Work instruction
Transcribe exactly everything in the data below from the line containing "author_id TEXT NOT" down to the line containing "NOT EXISTS idx_books_title", both lines included and nothing further.

Information provided
═══

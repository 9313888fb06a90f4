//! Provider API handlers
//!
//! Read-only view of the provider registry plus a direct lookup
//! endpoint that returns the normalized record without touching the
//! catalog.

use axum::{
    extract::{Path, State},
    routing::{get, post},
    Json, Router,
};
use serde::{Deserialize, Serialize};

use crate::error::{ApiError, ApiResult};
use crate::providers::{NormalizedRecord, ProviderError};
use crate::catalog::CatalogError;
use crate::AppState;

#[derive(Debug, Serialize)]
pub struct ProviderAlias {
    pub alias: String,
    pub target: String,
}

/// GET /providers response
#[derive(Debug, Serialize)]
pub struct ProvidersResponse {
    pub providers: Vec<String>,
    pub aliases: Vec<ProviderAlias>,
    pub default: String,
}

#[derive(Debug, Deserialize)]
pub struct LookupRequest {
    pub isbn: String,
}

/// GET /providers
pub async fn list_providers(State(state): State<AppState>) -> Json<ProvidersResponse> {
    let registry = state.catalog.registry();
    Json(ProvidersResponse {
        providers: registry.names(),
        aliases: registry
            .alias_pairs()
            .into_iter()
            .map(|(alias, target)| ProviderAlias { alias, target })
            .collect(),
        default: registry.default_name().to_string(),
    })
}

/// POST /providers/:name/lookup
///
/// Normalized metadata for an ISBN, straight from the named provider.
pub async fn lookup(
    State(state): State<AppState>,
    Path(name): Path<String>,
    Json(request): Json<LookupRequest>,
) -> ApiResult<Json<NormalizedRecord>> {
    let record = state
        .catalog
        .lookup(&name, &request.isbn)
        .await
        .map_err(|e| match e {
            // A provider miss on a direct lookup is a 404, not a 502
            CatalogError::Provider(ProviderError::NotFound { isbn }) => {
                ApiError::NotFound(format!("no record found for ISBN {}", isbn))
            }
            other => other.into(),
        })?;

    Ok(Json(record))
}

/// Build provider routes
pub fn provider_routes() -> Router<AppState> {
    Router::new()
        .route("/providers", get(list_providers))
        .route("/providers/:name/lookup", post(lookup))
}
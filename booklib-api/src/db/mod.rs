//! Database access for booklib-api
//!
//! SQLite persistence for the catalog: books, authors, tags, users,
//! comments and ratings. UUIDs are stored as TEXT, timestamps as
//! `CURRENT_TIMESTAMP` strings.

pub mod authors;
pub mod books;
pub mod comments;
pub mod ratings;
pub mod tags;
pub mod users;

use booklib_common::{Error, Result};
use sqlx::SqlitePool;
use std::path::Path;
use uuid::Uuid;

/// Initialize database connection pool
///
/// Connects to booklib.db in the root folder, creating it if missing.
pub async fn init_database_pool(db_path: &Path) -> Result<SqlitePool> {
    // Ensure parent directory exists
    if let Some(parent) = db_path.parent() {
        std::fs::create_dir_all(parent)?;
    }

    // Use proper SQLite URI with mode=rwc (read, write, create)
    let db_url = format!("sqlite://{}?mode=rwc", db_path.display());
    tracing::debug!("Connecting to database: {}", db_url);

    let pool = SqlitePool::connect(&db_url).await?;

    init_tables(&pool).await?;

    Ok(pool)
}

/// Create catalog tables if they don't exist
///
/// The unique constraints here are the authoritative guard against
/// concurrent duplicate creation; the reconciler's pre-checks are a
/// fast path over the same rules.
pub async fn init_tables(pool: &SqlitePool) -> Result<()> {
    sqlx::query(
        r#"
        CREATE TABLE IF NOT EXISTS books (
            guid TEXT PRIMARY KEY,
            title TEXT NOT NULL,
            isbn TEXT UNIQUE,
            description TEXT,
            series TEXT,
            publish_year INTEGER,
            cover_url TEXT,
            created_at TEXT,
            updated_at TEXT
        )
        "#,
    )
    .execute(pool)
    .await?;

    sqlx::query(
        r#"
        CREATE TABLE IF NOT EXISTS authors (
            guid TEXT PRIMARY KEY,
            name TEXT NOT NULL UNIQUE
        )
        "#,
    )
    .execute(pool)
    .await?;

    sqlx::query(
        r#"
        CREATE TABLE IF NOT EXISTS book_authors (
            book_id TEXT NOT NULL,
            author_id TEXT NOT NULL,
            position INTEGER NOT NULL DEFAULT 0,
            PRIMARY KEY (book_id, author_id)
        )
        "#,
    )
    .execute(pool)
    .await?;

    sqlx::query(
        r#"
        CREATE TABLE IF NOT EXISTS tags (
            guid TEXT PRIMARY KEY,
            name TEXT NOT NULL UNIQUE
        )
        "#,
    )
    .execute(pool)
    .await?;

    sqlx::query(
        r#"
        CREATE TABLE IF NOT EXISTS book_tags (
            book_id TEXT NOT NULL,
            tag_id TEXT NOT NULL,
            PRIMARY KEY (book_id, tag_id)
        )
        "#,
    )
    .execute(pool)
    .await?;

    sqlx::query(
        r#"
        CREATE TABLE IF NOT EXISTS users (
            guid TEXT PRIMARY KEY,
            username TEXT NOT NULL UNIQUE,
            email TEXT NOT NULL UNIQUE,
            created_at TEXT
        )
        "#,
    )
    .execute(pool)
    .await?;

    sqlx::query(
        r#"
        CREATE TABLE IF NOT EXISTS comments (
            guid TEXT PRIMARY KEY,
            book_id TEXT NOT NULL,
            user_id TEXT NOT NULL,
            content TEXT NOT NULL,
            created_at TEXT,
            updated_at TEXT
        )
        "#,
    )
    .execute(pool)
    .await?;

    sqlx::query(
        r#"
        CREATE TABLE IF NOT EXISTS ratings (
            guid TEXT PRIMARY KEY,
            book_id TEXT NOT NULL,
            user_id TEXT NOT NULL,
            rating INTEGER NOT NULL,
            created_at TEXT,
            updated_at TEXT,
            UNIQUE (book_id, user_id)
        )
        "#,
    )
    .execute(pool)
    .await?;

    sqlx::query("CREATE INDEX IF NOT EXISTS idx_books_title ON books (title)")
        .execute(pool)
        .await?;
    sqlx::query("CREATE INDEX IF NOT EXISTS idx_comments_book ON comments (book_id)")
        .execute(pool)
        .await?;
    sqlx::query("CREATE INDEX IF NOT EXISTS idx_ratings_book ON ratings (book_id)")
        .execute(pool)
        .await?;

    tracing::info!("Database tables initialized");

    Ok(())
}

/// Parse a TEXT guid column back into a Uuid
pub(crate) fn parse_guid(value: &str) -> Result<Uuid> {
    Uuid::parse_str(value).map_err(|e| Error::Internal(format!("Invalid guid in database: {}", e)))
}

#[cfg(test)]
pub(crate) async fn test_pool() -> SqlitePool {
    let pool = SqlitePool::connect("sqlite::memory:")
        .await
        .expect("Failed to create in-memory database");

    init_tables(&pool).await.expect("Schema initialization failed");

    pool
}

═══

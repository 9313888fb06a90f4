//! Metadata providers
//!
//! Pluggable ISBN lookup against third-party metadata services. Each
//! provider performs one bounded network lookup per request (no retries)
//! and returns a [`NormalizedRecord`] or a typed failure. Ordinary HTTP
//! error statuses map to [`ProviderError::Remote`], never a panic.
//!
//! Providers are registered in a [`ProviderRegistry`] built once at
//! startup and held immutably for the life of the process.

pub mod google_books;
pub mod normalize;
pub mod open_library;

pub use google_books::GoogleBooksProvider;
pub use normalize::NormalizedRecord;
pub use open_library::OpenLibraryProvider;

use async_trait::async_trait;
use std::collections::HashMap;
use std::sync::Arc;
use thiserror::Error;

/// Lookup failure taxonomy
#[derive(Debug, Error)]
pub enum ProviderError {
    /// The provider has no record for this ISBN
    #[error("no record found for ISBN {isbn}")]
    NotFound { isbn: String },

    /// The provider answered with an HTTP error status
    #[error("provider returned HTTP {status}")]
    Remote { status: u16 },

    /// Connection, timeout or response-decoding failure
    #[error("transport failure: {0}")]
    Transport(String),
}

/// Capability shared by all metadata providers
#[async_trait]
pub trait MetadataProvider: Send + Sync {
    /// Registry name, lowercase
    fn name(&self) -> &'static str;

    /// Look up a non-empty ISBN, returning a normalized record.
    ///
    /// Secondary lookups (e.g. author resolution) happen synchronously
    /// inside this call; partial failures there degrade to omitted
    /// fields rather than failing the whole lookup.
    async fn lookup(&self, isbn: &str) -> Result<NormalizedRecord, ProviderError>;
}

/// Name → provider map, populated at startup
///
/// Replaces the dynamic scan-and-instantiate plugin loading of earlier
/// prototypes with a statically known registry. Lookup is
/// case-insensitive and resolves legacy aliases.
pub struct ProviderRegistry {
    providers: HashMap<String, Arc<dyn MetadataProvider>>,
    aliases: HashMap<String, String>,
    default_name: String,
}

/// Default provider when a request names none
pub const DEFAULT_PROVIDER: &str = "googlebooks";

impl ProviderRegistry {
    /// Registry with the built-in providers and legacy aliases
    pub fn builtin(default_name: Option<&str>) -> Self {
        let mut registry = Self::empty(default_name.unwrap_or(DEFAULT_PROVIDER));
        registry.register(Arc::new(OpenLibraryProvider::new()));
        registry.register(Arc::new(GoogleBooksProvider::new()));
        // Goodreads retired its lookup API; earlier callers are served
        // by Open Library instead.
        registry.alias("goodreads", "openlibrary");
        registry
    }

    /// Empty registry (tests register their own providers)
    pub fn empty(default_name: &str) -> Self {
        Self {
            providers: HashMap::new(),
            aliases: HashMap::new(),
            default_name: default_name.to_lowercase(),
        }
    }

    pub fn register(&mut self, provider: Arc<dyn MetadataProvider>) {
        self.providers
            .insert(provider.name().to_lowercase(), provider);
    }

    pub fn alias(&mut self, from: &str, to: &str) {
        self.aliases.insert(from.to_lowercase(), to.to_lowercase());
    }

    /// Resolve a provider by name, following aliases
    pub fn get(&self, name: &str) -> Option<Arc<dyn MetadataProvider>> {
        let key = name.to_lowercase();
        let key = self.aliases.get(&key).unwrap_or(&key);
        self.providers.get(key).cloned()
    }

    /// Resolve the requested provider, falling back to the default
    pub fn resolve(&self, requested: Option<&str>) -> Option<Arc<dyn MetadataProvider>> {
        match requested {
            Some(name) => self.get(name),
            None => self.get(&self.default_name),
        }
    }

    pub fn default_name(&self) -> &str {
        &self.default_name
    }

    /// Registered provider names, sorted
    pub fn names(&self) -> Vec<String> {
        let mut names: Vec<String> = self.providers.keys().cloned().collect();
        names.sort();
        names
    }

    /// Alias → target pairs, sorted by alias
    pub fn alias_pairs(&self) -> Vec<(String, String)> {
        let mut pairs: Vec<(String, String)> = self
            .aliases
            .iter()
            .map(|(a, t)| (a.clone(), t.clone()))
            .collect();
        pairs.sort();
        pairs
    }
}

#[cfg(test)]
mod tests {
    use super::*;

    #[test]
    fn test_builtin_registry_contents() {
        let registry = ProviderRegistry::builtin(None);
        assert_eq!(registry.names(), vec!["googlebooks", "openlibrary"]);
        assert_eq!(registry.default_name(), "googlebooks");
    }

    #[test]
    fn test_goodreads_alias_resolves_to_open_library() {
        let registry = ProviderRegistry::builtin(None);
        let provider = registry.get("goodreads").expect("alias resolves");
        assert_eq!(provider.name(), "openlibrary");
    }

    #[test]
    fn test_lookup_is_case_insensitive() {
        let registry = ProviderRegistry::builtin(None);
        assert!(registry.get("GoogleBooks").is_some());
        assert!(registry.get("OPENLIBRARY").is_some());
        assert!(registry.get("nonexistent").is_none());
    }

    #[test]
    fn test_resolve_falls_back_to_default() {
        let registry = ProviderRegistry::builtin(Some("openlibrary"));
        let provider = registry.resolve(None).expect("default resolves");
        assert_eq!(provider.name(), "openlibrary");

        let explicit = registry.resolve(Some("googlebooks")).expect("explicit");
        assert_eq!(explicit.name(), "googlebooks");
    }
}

═══

Task solution
            author_id TEXT NOT NULL,
            position INTEGER NOT NULL DEFAULT 0,
            PRIMARY KEY (book_id, author_id)
        )
        "#,
    )
    .execute(pool)
    .await?;

    sqlx::query(
        r#"
        CREATE TABLE IF NOT EXISTS tags (
            guid TEXT PRIMARY KEY,
            name TEXT NOT NULL UNIQUE
        )
        "#,
    )
    .execute(pool)
    .await?;

    sqlx::query(
        r#"
        CREATE TABLE IF NOT EXISTS book_tags (
            book_id TEXT NOT NULL,
            tag_id TEXT NOT NULL,
            PRIMARY KEY (book_id, tag_id)
        )
        "#,
    )
    .execute(pool)
    .await?;

    sqlx::query(
        r#"
        CREATE TABLE IF NOT EXISTS users (
            guid TEXT PRIMARY KEY,
            username TEXT NOT NULL UNIQUE,
            email TEXT NOT NULL UNIQUE,
            created_at TEXT
        )
        "#,
    )
    .execute(pool)
    .await?;

    sqlx::query(
        r#"
        CREATE TABLE IF NOT EXISTS comments (
            guid TEXT PRIMARY KEY,
            book_id TEXT NOT NULL,
            user_id TEXT NOT NULL,
            content TEXT NOT NULL,
            created_at TEXT,
            updated_at TEXT
        )
        "#,
    )
    .execute(pool)
    .await?;

    sqlx::query(
        r#"
        CREATE TABLE IF NOT EXISTS ratings (
            guid TEXT PRIMARY KEY,
            book_id TEXT NOT NULL,
            user_id TEXT NOT NULL,
            rating INTEGER NOT NULL,
            created_at TEXT,
            updated_at TEXT,
            UNIQUE (book_id, user_id)
        )
        "#,
    )
    .execute(pool)
    .await?;

    sqlx::query("CREATE INDEX IF NOT EXISTS idx_books_title ON books (title)")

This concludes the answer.